Aiatolá diz que 'mão de Deus' está no relatório nuclear dos EUA

Líder religioso iraniano reforça durante orações de sexta a união dos países do Oriente Médio e Teerã

Agências internacionais,

07 de dezembro de 2007 | 13h25

O aiatolá Mohammed Emani Kashani, responsável pelo pronunciamento do sermão das sextas-feiras que expressa a posição oficial do regime do Irã, disse nesta sexta-feira, 7, que "vê a mão de Deus" no último relatório dos Estados Unidos sobre o caso nuclear do país asiático.   Citado na agência oficial de notícias Irna, Kashani apontou que "uma mão é visível após o novo fracasso dos EUA e a revelação das mentiras dos políticos americanos contra as atividades nucleares pacíficas do Irã.

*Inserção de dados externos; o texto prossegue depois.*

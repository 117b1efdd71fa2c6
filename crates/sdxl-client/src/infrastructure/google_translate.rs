//! Google Translate backend for [`TextTranslator`].
//!
//! Uses the keyless web endpoint (`translate_a/single?client=gtx`) that the
//! public translate widget talks to.  The response is a nested JSON array; the
//! translated text is the concatenation of the first string in every element
//! of the outer array's first element:
//!
//! ```json
//! [[["Hello, ","Привет, ",null,null,10],["world","мир",null,null,10]],null,"ru"]
//! ```

use std::time::Duration;

use async_trait::async_trait;
use reqwest::{Client, StatusCode};
use serde_json::Value;
use tracing::debug;

use crate::application::{TextTranslator, TranslateError};

/// Public web endpoint used when no other endpoint is configured.
pub const DEFAULT_TRANSLATE_ENDPOINT: &str = "https://translate.googleapis.com/translate_a/single";

/// Per-request timeout used when none is configured.
pub const DEFAULT_REQUEST_TIMEOUT: Duration = Duration::from_secs(30);

/// Translates between one fixed language pair.
#[derive(Debug, Clone)]
pub struct GoogleTranslator {
    http: Client,
    endpoint: String,
    source: String,
    target: String,
    timeout: Duration,
}

impl GoogleTranslator {
    /// A translator for `source` → `target` against the public endpoint.
    pub fn new(source: impl Into<String>, target: impl Into<String>) -> Self {
        Self::with_endpoint(DEFAULT_TRANSLATE_ENDPOINT, source, target)
    }

    /// A translator against a custom endpoint (proxies, tests).
    pub fn with_endpoint(
        endpoint: impl Into<String>,
        source: impl Into<String>,
        target: impl Into<String>,
    ) -> Self {
        Self {
            http: Client::new(),
            endpoint: endpoint.into(),
            source: source.into(),
            target: target.into(),
            timeout: DEFAULT_REQUEST_TIMEOUT,
        }
    }

    /// Bounds each translation request by `timeout`.
    pub fn with_timeout(mut self, timeout: Duration) -> Self {
        self.timeout = timeout;
        self
    }

    fn is_identity(&self) -> bool {
        self.source.eq_ignore_ascii_case(&self.target)
    }
}

#[async_trait]
impl TextTranslator for GoogleTranslator {
    async fn translate(&self, text: &str) -> Result<String, TranslateError> {
        if text.trim().is_empty() || self.is_identity() {
            return Ok(text.to_string());
        }

        debug!(
            "translating {} chars {} -> {}",
            text.chars().count(),
            self.source,
            self.target
        );

        let response = self
            .http
            .get(&self.endpoint)
            .timeout(self.timeout)
            .query(&[
                ("client", "gtx"),
                ("sl", self.source.as_str()),
                ("tl", self.target.as_str()),
                ("dt", "t"),
                ("q", text),
            ])
            .send()
            .await?;

        let status = response.status();
        let body = response.text().await?;

        if status == StatusCode::BAD_REQUEST {
            // The endpoint answers 400 for language codes it does not know.
            return Err(TranslateError::UnsupportedLanguage {
                source_lang: self.source.clone(),
                target_lang: self.target.clone(),
            });
        }
        if !status.is_success() {
            return Err(TranslateError::Service {
                status: status.as_u16(),
                body,
            });
        }

        let value: Value = serde_json::from_str(&body)
            .map_err(|e| TranslateError::Response(format!("body is not JSON: {e}")))?;
        let translated = join_segments(&value)?;

        // Non-blank input must come back as non-blank text.
        if translated.trim().is_empty() {
            return Err(TranslateError::Response("no translated segments".to_string()));
        }
        Ok(translated)
    }
}

/// Concatenates the translated segments of a `translate_a/single` response.
///
/// A `null` or empty segment list is an empty translation; the endpoint
/// answers that way for blank queries.
fn join_segments(value: &Value) -> Result<String, TranslateError> {
    match value.get(0) {
        Some(Value::Null) => Ok(String::new()),
        Some(Value::Array(segments)) => Ok(segments
            .iter()
            .filter_map(|segment| segment.get(0).and_then(Value::as_str))
            .collect()),
        _ => Err(TranslateError::Response("missing segment list".to_string())),
    }
}

// ── Tests ─────────────────────────────────────────────────────────────────────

Essa é a mão de Deus". O clérigo se referia ao relatório da agência de inteligência americana publicado na última segunda-feira e que indicava que a República Islâmica interrompeu desde 2003 seu programa atômico militar.   O novo documento contradiz as afirmações feitas em 2005 pelo governo dos EUA, nas quais se assegurava que Teerã estava construindo armas nucleares. Kashani acrescentou que a Administração do presidente George W. Bush disse mentiras contra o Irã que afinal saíram à luz.   Por outro lado, o aiatolá fez uma chamada para a eliminação de possíveis "brechas" existentes entre o Irã e outros países muçulmanos para evitar que seus inimigos se aproveitem delas.   Conhecimento de Bush   O presidente americano, George W. Bush, foi alertado em agosto de que o Irã "podia ter suspendido" seu programa de armas nucleares, informou ontem a Casa Branca. Na terça-feira, Bush afirmou que recebeu o novo relatório de inteligência somente na semana passada e disse que o diretor de Inteligência Nacional, Mike McConnel, lhe adiantara em agosto que havia uma nova informação sobre o Irã, mas não dera detalhes.   Segundo a porta-voz da Casa Branca, Dana Perino, McConnel disse a Bush em agosto que novas informações poderiam levar os funcionários de inteligência a mudar suas conclusões sobre o programa nuclear iraniano. Ela afirmou que não há nenhum conflito entre suas declarações e as de Bush, pois "o presidente não havia recebido detalhes específicos sobre o novo relatório".   Segundo Dana Perino, não há necessidade de Bush voltar atrás em nenhuma de suas declarações após o encontro de agosto, pois McConnel destacou ao presidente que os funcionários de inteligência precisavam analisar os novos dados com maior precaução para garantir que as informações fossem corretas. Uma das principais justificativas para a invasão do Iraque, em 2003, foi a informação de que o país possuía armas de destruição em massa. No entanto, as armas nunca foram encontradas.